**WORK INSTRUCTION**: Scan the material below for lines with the word "routes" and report how many there are, with nothing added.

**SOURCE INFORMATION**:
##############################

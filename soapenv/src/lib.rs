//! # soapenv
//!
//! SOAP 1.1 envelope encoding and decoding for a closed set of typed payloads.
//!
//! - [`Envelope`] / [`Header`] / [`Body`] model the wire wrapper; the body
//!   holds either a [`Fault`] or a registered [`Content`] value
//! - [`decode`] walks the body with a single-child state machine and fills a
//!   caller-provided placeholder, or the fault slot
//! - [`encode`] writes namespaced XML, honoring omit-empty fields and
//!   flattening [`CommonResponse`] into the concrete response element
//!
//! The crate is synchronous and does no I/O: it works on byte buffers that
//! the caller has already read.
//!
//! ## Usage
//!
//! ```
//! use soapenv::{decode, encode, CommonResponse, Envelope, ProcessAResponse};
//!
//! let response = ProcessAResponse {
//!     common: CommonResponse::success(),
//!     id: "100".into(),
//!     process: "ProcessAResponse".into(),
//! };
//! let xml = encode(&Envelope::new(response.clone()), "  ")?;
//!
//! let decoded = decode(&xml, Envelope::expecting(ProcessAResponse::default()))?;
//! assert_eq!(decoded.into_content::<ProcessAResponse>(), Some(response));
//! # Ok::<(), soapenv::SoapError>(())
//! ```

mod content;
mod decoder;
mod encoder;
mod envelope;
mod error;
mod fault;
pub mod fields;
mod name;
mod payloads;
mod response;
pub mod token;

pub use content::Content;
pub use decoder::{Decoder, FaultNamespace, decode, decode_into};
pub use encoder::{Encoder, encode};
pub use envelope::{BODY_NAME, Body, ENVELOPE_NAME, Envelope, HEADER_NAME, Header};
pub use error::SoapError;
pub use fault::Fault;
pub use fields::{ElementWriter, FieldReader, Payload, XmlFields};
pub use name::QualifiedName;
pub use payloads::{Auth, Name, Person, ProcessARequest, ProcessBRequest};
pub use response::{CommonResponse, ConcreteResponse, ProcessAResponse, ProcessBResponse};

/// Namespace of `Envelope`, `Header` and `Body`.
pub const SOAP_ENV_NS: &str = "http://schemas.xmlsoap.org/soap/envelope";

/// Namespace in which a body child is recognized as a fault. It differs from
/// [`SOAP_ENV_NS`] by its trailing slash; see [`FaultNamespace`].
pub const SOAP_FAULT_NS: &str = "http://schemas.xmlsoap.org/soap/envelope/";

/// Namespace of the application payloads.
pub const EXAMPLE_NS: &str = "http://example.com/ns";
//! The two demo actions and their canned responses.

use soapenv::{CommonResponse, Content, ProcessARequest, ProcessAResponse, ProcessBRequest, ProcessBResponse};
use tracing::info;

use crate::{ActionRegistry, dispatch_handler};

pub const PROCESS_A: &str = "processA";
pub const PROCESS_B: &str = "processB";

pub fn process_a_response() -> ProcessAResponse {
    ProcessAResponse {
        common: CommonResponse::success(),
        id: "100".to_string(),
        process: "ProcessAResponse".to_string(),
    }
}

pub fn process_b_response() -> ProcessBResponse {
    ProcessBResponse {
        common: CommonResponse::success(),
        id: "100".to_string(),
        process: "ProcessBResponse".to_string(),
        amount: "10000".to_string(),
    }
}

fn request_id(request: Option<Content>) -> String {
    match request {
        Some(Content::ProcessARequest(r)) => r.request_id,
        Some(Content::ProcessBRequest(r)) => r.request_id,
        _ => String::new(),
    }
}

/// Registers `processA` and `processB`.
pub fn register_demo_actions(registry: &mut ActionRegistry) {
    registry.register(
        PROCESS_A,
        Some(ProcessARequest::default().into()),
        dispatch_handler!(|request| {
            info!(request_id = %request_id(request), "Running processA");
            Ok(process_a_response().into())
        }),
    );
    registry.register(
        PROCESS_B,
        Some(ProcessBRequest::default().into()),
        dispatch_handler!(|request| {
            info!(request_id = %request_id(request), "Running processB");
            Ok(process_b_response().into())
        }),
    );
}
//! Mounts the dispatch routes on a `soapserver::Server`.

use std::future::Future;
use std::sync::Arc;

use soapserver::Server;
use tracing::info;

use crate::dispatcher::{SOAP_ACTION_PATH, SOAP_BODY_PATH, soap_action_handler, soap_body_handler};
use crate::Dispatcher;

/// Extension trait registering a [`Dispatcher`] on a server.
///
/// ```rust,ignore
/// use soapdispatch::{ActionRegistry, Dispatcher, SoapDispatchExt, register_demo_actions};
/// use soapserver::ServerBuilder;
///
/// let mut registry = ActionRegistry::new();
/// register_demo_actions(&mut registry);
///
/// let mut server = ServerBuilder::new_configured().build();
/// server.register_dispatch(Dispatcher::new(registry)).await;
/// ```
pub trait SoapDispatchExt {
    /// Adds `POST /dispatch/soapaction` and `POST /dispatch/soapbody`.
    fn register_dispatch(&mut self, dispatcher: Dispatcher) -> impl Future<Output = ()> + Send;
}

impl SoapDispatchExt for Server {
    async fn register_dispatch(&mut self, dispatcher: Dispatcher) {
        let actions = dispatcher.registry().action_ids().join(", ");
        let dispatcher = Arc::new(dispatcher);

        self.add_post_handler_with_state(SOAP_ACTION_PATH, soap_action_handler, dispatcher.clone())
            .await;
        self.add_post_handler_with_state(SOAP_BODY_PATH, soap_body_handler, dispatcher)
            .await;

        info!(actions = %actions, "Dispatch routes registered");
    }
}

##############################

**RESPONSE BOX**: 2